I partied too hard for my own good last night. I guess I must've been holding some frustration. I don't know what it is. But although living with someone, i'm starting to feel a little lonely. I don't really hang out with anyone of my own inner circle of friends. So, i'm basically just around the BF's friends..and its..okay. But, i'm starting to desire my own group of people that I can trust and go to.
Speaking of trust, I guess I'm finally ready to write about the past affairs going on in the house recently. I'll only be brief, because I hate to relive bad memories...
So BF entrusted me with some a sexual story that was about His friend and my friend, who have hooked up and were still hooking up. (probably still could be hooking up).
And i felt that the story was QUITE GRAPHIC, and I didn't like the fact that this guy was sharing his sexual stories about my friend to the bf!
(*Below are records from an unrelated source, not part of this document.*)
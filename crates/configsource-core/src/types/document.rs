//! Configuration documents and retrieval handles

use std::sync::Arc;

use serde_json::Value;

use crate::provider::{ConfigError, ConfigResult};

/// A configuration document: string keys mapped to JSON-shaped values
///
/// Key order is the order in which the keys appeared in the source document.
pub type ConfigMap = serde_json::Map<String, Value>;

/// Notification that a watched location changed
#[derive(Debug, Clone, PartialEq)]
pub enum ChangeEvent {
    /// The document at the location was modified
    Changed { location: String },
    /// Watching failed; the document may be stale
    Error { location: String, message: String },
}

/// Callback handed to a document provider for change notifications
pub type WatcherFn = Arc<dyn Fn(ChangeEvent) + Send + Sync>;

/// Releases resources tied to a retrieved document
pub type CloseFn = Box<dyn FnOnce() -> ConfigResult<()> + Send + Sync>;

/// Result of a document retrieval: raw structured data plus a release handle
pub struct Retrieved {
    raw: Value,
    closer: Option<CloseFn>,
}

impl Retrieved {
    /// Wrap a value with no release handle
    pub fn new(raw: impl Into<Value>) -> Self {
        Self {
            raw: raw.into(),
            closer: None,
        }
    }

    /// Wrap a document map
    pub fn from_map(map: ConfigMap) -> Self {
        Self::new(Value::Object(map))
    }

    /// Attach a release handle, run at most once by [`Retrieved::close`]
    pub fn with_closer(mut self, closer: CloseFn) -> Self {
        self.closer = Some(closer);
        self
    }

    /// The raw retrieved value
    pub fn raw(&self) -> &Value {
        &self.raw
    }

    /// The retrieved value as a document map
    ///
    /// A `null` value (e.g. an empty YAML file) is an empty document.
    pub fn as_map(&self) -> ConfigResult<ConfigMap> {
        match &self.raw {
            Value::Object(map) => Ok(map.clone()),
            Value::Null => Ok(ConfigMap::new()),
            other => Err(ConfigError::InvalidDocument(format!(
                "expected a map at the document root, found {}",
                value_kind(other)
            ))),
        }
    }

    /// Release resources held by this document
    ///
    /// Only the first call runs the release handle; later calls return `Ok`.
    pub fn close(&mut self) -> ConfigResult<()> {
        match self.closer.take() {
            Some(closer) => closer(),
            None => Ok(()),
        }
    }
}

impl std::fmt::Debug for Retrieved {
    fn fmt(&self, f: &mut std::fmt::Formatter<'_>) -> std::fmt::Result {
        f.debug_struct("Retrieved")
            .field("raw", &self.raw)
            .field("has_closer", &self.closer.is_some())
            .finish()
    }
}

/// Human-readable name of a value's JSON type
pub fn value_kind(value: &Value) -> &'static str {
    match value {
        Value::Null => "null",
        Value::Bool(_) => "bool",
        Value::Number(_) => "number",
        Value::String(_) => "string",
        Value::Array(_) => "array",
        Value::Object(_) => "map",
    }
}
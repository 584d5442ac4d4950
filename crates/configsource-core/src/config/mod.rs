//! Engine settings
//!
//! Creation parameters for config sources, loaded from YAML or built in code.

mod settings;

pub use settings::SourceSettings;
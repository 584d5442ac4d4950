//! In-memory config source

use std::sync::atomic::{AtomicUsize, Ordering};
use std::sync::Arc;

use async_trait::async_trait;
use serde_json::Value;

use super::traits::{Factory, Source, SourceError, SourceResult};
use crate::logging::SharedLogger;
use crate::types::ConfigMap;

/// Config source serving values from a fixed map
///
/// Selectors are dotted paths into the map (`db.primary.host`); array
/// elements are addressed by index (`hosts.0`).
///
/// # Example
///
/// ```
/// use configsource_core::source::MemorySource;
/// use serde_json::json;
///
/// let source = MemorySource::new(json!({"db": {"port": 5432}}).as_object().unwrap().clone());
/// assert_eq!(source.lookup("db.port"), Some(&json!(5432)));
/// ```
#[derive(Debug)]
pub struct MemorySource {
    values: ConfigMap,
    closes: Arc<AtomicUsize>,
}

impl MemorySource {
    /// Create a source over `values`
    pub fn new(values: ConfigMap) -> Self {
        Self {
            values,
            closes: Arc::new(AtomicUsize::new(0)),
        }
    }

    /// Look up a dotted path
    pub fn lookup(&self, selector: &str) -> Option<&Value> {
        let mut parts = selector.split('.');
        let first = parts.next()?;
        let mut current = self.values.get(first)?;
        for part in parts {
            current = match current {
                Value::Object(map) => map.get(part)?,
                Value::Array(items) => items.get(part.parse::<usize>().ok()?)?,
                _ => return None,
            };
        }
        Some(current)
    }
}

#[async_trait]
impl Source for MemorySource {
    async fn retrieve(&self, selector: &str, _params: Option<&ConfigMap>) -> SourceResult<Value> {
        self.lookup(selector)
            .cloned()
            .ok_or_else(|| SourceError::not_found(selector))
    }

    async fn close(&self) -> SourceResult<()> {
        self.closes.fetch_add(1, Ordering::SeqCst);
        Ok(())
    }
}

/// Factory for [`MemorySource`]
///
/// Values preset on the factory are overlaid by the `values` creation
/// parameter (an object). The factory counts the sources it created and the
/// close calls they received, which makes it useful in tests.
#[derive(Debug)]
pub struct MemorySourceFactory {
    source_type: String,
    preset: ConfigMap,
    created: AtomicUsize,
    closes: Arc<AtomicUsize>,
}

impl Default for MemorySourceFactory {
    fn default() -> Self {
        Self::new()
    }
}

impl MemorySourceFactory {
    /// Create a factory of type `memory` with no preset values
    pub fn new() -> Self {
        Self::with_type("memory")
    }

    /// Create a factory registered under a custom type name
    pub fn with_type(source_type: impl Into<String>) -> Self {
        Self {
            source_type: source_type.into(),
            preset: ConfigMap::new(),
            created: AtomicUsize::new(0),
            closes: Arc::new(AtomicUsize::new(0)),
        }
    }

    /// Preset values served by every created source
    pub fn with_values(mut self, values: ConfigMap) -> Self {
        self.preset = values;
        self
    }

    /// Number of sources created so far
    pub fn created_count(&self) -> usize {
        self.created.load(Ordering::SeqCst)
    }

    /// Number of close calls received by created sources
    pub fn close_count(&self) -> usize {
        self.closes.load(Ordering::SeqCst)
    }
}

#[async_trait]
impl Factory for MemorySourceFactory {
    fn source_type(&self) -> &str {
        &self.source_type
    }

    async fn create_source(
        &self,
        params: &ConfigMap,
        _logger: SharedLogger,
    ) -> SourceResult<Arc<dyn Source>> {
        let mut values = self.preset.clone();
        match params.get("values") {
            None | Some(Value::Null) => {}
            Some(Value::Object(overlay)) => {
                values.extend(overlay.iter().map(|(k, v)| (k.clone(), v.clone())));
            }
            Some(_) => return Err(SourceError::invalid_params("\"values\" must be a map")),
        }

        self.created.fetch_add(1, Ordering::SeqCst);
        Ok(Arc::new(MemorySource {
            values,
            closes: Arc::clone(&self.closes),
        }))
    }
}

#[cfg(test)]
mod tests {
    use super::*;
    use crate::logging::NoOpLogger;
    use serde_json::json;

    fn map(value: Value) -> ConfigMap {
        value.as_object().cloned().unwrap()
    }

    #[tokio::test]
    async fn test_memory_source_paths() {
        let source = MemorySource::new(map(json!({
            "token": "abc",
            "db": {"host": "localhost", "ports": [5432, 5433]},
        })));

        assert_eq!(source.retrieve("token", None).await.unwrap(), json!("abc"));
        assert_eq!(source.retrieve("db.host", None).await.unwrap(), json!("localhost"));
        assert_eq!(source.retrieve("db.ports.1", None).await.unwrap(), json!(5433));
        assert_eq!(
            source.retrieve("db", None).await.unwrap(),
            json!({"host": "localhost", "ports": [5432, 5433]})
        );
    }

    #[tokio::test]
    async fn test_memory_source_missing() {
        let source = MemorySource::new(map(json!({"db": {"host": "localhost"}})));
        for selector in ["missing", "db.port", "db.host.deeper", "db.0"] {
            let err = source.retrieve(selector, None).await.unwrap_err();
            assert!(matches!(err, SourceError::NotFound { .. }), "{}", selector);
        }
    }

    #[tokio::test]
    async fn test_factory_overlays_values() {
        let factory = MemorySourceFactory::with_type("secrets")
            .with_values(map(json!({"a": 1, "b": 2})));
        let source = factory
            .create_source(&map(json!({"values": {"b": 3}})), Arc::new(NoOpLogger))
            .await
            .unwrap();

        assert_eq!(factory.source_type(), "secrets");
        assert_eq!(factory.created_count(), 1);
        assert_eq!(source.retrieve("a", None).await.unwrap(), json!(1));
        assert_eq!(source.retrieve("b", None).await.unwrap(), json!(3));
    }

    #[tokio::test]
    async fn test_factory_rejects_bad_values() {
        let factory = MemorySourceFactory::new();
        let result = factory
            .create_source(&map(json!({"values": [1, 2]})), Arc::new(NoOpLogger))
            .await;
        assert!(matches!(result, Err(SourceError::InvalidParams(_))));
        assert_eq!(factory.created_count(), 0);
    }

    #[tokio::test]
    async fn test_close_is_counted_on_factory() {
        let factory = MemorySourceFactory::new();
        let source = factory.create_source(&ConfigMap::new(), Arc::new(NoOpLogger)).await.unwrap();
        source.close().await.unwrap();
        assert_eq!(factory.close_count(), 1);
    }
}
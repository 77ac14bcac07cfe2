//! Direct-mapped hint slots.
//!
//! One slot per hash bucket of the program counter, each holding a pointer
//! to the most recently resolved unit for that bucket. Readers never lock:
//! they load the pointer and check the unit's key themselves. A slot may be
//! stale (pointing at a unit for another key that hashed to the same bucket)
//! but never dangling, because the table owns every unit for as long as the
//! store exists and never removes one.

use std::ptr;
use std::sync::Arc;
use std::sync::atomic::{AtomicPtr, Ordering};

use super::types::{CachedCodeUnit, MAX_HINT_SLOTS};

/// Low bits of the pc folded into the bucket index.
const HINT_PAGE_SHIFT: u32 = 6;

pub struct AddressHints {
    slots: Box<[AtomicPtr<CachedCodeUnit>]>,
    mask: u64,
}

impl AddressHints {
    pub(crate) fn new(slot_count: usize) -> Self {
        let slot_count = slot_count.clamp(1, MAX_HINT_SLOTS).next_power_of_two();
        let slots = (0..slot_count)
            .map(|_| AtomicPtr::new(ptr::null_mut()))
            .collect::<Vec<_>>()
            .into_boxed_slice();

        Self {
            slots,
            mask: (slot_count - 1) as u64,
        }
    }

    #[inline]
    pub fn slot_index(&self, pc: u64) -> usize {
        (((pc >> HINT_PAGE_SHIFT) ^ pc) & self.mask) as usize
    }

    pub fn len(&self) -> usize {
        self.slots.len()
    }

    pub fn is_empty(&self) -> bool {
        self.slots.is_empty()
    }

    /// Store `unit` in the bucket for `pc`. Last writer wins.
    ///
    /// Callers must hold the table lock and `unit` must be owned by the table.
    pub(crate) fn publish(&self, pc: u64, unit: &Arc<CachedCodeUnit>) {
        let idx = self.slot_index(pc);
        self.slots[idx].store(Arc::as_ptr(unit).cast_mut(), Ordering::Release);
    }

    /// Whatever unit currently occupies the bucket for `pc`, if any.
    pub fn probe(&self, pc: u64) -> Option<&CachedCodeUnit> {
        let raw = self.slots[self.slot_index(pc)].load(Ordering::Acquire);
        // SAFETY: non-null slots only ever hold pointers published from
        // units owned by the table, which keeps them alive at least as long
        // as `self`.
        unsafe { raw.as_ref() }
    }

    /// Like [`probe`](Self::probe) but hands out a new strong reference.
    pub(crate) fn probe_shared(&self, pc: u64) -> Option<Arc<CachedCodeUnit>> {
        let raw = self.slots[self.slot_index(pc)].load(Ordering::Acquire);
        if raw.is_null() {
            return None;
        }
        // SAFETY: see `probe`; the table holds a strong count for `raw`, so
        // bumping it and rebuilding an `Arc` is sound.
        unsafe {
            Arc::increment_strong_count(raw);
            Some(Arc::from_raw(raw))
        }
    }
}
//! The persistent fork server loop.
//!
//! ```text
//!   bootstrap cache tables
//!   hello ──(short write)──▶ standalone: return once, no fork server
//!   loop {
//!       await go            ──(EOF)──▶ exit 2
//!       open request pipe   ──(err)──▶ exit 3
//!       split               ──(err)──▶ exit 4
//!         child:  close driver fds + read end, return to the target
//!         parent: report pid              ──(err)──▶ exit 5
//!                 drain requests until the child closes the pipe
//!                 wait for the child      ──(err)──▶ exit 6
//!                 report status           ──(err)──▶ exit 7
//!   }
//! ```

use std::fs::File;
use std::io::{Read, Write};
use std::sync::Arc;

use super::config::ForkServerConfig;
use super::handshake::DriverLink;
use super::role::ProcessRole;
use super::split::{OsFork, Split, Splitter};
use crate::cache::{TranslationCacheStore, Translator};
use crate::channel::{self, RequestSender};
use crate::error::ForkServerError;
use crate::session::TargetSession;

/// Coordinator context for one engine process.
///
/// Owns the driver link, the fork primitive and the process role. The cache
/// store and translator are shared with the [`TargetSession`] it returns.
pub struct ForkServer<S = OsFork, R = File, W = File> {
    config: ForkServerConfig,
    link: Option<DriverLink<R, W>>,
    splitter: S,
    store: Arc<TranslationCacheStore>,
    translator: Arc<dyn Translator>,
    role: ProcessRole,
    server_pid: Option<u32>,
    rounds: u64,
}

impl ForkServer<OsFork, File, File> {
    /// Attach to the driver descriptors named by `config`, forking for real.
    pub fn attach(
        config: ForkServerConfig,
        store: Arc<TranslationCacheStore>,
        translator: Arc<dyn Translator>,
    ) -> Self {
        let link = DriverLink::open(&config);
        Self::with_parts(config, link, OsFork, store, translator)
    }
}

impl<S: Splitter, R: Read, W: Write> ForkServer<S, R, W> {
    /// Build a coordinator from explicit parts. `link = None` means no
    /// driver is present.
    pub fn with_parts(
        config: ForkServerConfig,
        link: Option<DriverLink<R, W>>,
        splitter: S,
        store: Arc<TranslationCacheStore>,
        translator: Arc<dyn Translator>,
    ) -> Self {
        Self {
            config,
            link,
            splitter,
            store,
            translator,
            role: ProcessRole::EngineIdle,
            server_pid: None,
            rounds: 0,
        }
    }

    pub fn role(&self) -> ProcessRole {
        self.role
    }

    pub fn store(&self) -> &Arc<TranslationCacheStore> {
        &self.store
    }

    /// Run the fork server.
    ///
    /// Returns only in a forked child, or once in the engine itself if no
    /// driver answers the hello. In the engine the loop otherwise ends with
    /// the first fatal error.
    pub fn run(mut self) -> Result<TargetSession, ForkServerError> {
        if self.store.bootstrap() {
            log::debug!("[ForkServer] cache tables ready");
        }

        let Some(mut link) = self.link.take() else {
            log::info!("[ForkServer] no driver descriptors, running once");
            return Ok(self.into_session(RequestSender::disconnected()));
        };

        if let Err(e) = link.send_hello() {
            log::info!("[ForkServer] driver not listening ({}), running once", e);
            return Ok(self.into_session(RequestSender::disconnected()));
        }

        let pid = std::process::id();
        self.server_pid = Some(pid);
        log::info!(
            "[ForkServer] serving on fds {}/{} (pid {})",
            self.config.control_fd,
            self.config.status_fd,
            pid
        );

        loop {
            if let Some(sender) = self.serve_round(&mut link)? {
                // Dropping `link` closes the driver descriptors in the child.
                drop(link);
                return Ok(self.into_session(sender));
            }
        }
    }

    /// Like [`run`](Self::run), but a fatal error terminates the process with
    /// the exit code the driver expects.
    pub fn run_or_exit(self) -> TargetSession {
        match self.run() {
            Ok(session) => session,
            Err(e) => {
                log::error!("[ForkServer] {}", e);
                std::process::exit(e.exit_code());
            }
        }
    }

    /// One round. `Some(sender)` means we are now the child.
    fn serve_round(
        &mut self,
        link: &mut DriverLink<R, W>,
    ) -> Result<Option<RequestSender>, ForkServerError> {
        link.await_go().map_err(|_| ForkServerError::DriverGone)?;

        let (sender, receiver) =
            channel::open(self.config.request_fd).map_err(ForkServerError::Channel)?;

        let child = match self.splitter.split(sender).map_err(ForkServerError::Fork)? {
            Split::Child(sender) => {
                self.role = ProcessRole::ForkedChild;
                // The child only writes.
                drop(receiver);
                return Ok(Some(sender));
            }
            Split::Parent { child } => child,
        };

        self.role = ProcessRole::EngineDriving { child };
        link.report_child(child)
            .map_err(|source| ForkServerError::ReportPid { pid: child, source })?;

        let report = self.store.drain(receiver, self.translator.as_ref());

        let status = self
            .splitter
            .wait(child)
            .map_err(|source| ForkServerError::Wait { pid: child, source })?;
        link.report_status(status)
            .map_err(|source| ForkServerError::ReportStatus { status, source })?;

        self.role = ProcessRole::EngineIdle;
        self.rounds += 1;
        log::debug!(
            "[ForkServer] round {}: child {} status {:#x}, {} requests ({} generated, {} cached, {} out of range)",
            self.rounds,
            child,
            status,
            report.received,
            report.generated,
            report.already_cached,
            report.out_of_range
        );

        Ok(None)
    }

    fn into_session(self, sender: RequestSender) -> TargetSession {
        TargetSession::new(self.role, sender, self.store, self.translator)
            .with_server_pid(self.server_pid)
    }
}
So, I told my friend.
Yes, I know. The BF would be mad, because this was something that he told me, and if his friend found out that I knew about it..he would be pissed. Well, I tried to take precaution, in letting my friend know that this was delicate information and she should NOT say that she got it from me. I wasn't trying to create a war, however, I thought that it was wrong that this guy was talking about her. And I didn't tell her the whole story that I heard, I merely said, "Yo, this guy is talking about you in big detail. And its not cool. "
Well this girl didn't care. She just went hysterical, calling up the boy and telling him EVERYTHING. What an idiot friend...right? After I helped her by giving her some valuable information, she goes ahead and just throws me out to be hung!
BF's friend called him very angry. And in which, although BF was angry with himself for telling his gf the story, he felt that he had entrusted me to NOT tell. And thus me and the BF resulted in conflict.
I'm very happy that this has past. It does feel good to not be fighting anymore. However, now that it is past, I have learned some valuable lessons about myself and other things.
As I look back on it, I am honest with myself, that I shared that information because I wanted my friend to stop dating this guy. He sleeps around with other girls, and just doesn't care. He has said things about my friend in front of me, and it has made me uncomfortable. Not to mention, my friend is really in love with him---she may disagree---but she really is. After she was done fighting with him, and they decided that they shouldn't see each other anymore...she text him and told him that she missed him. Which proves that she probably will go back to him in due time.
Maybe its not my business to be spreading things. But, I thought I was being a good friend. I would want to know if it was happening to me. And if it did happen to me, I would've been aware that my friend was putting herself and her relationship in jeopardy...and so when its time for me to confront the asshole that i was dating, I would be cautious, not to let my source of information out of the bag.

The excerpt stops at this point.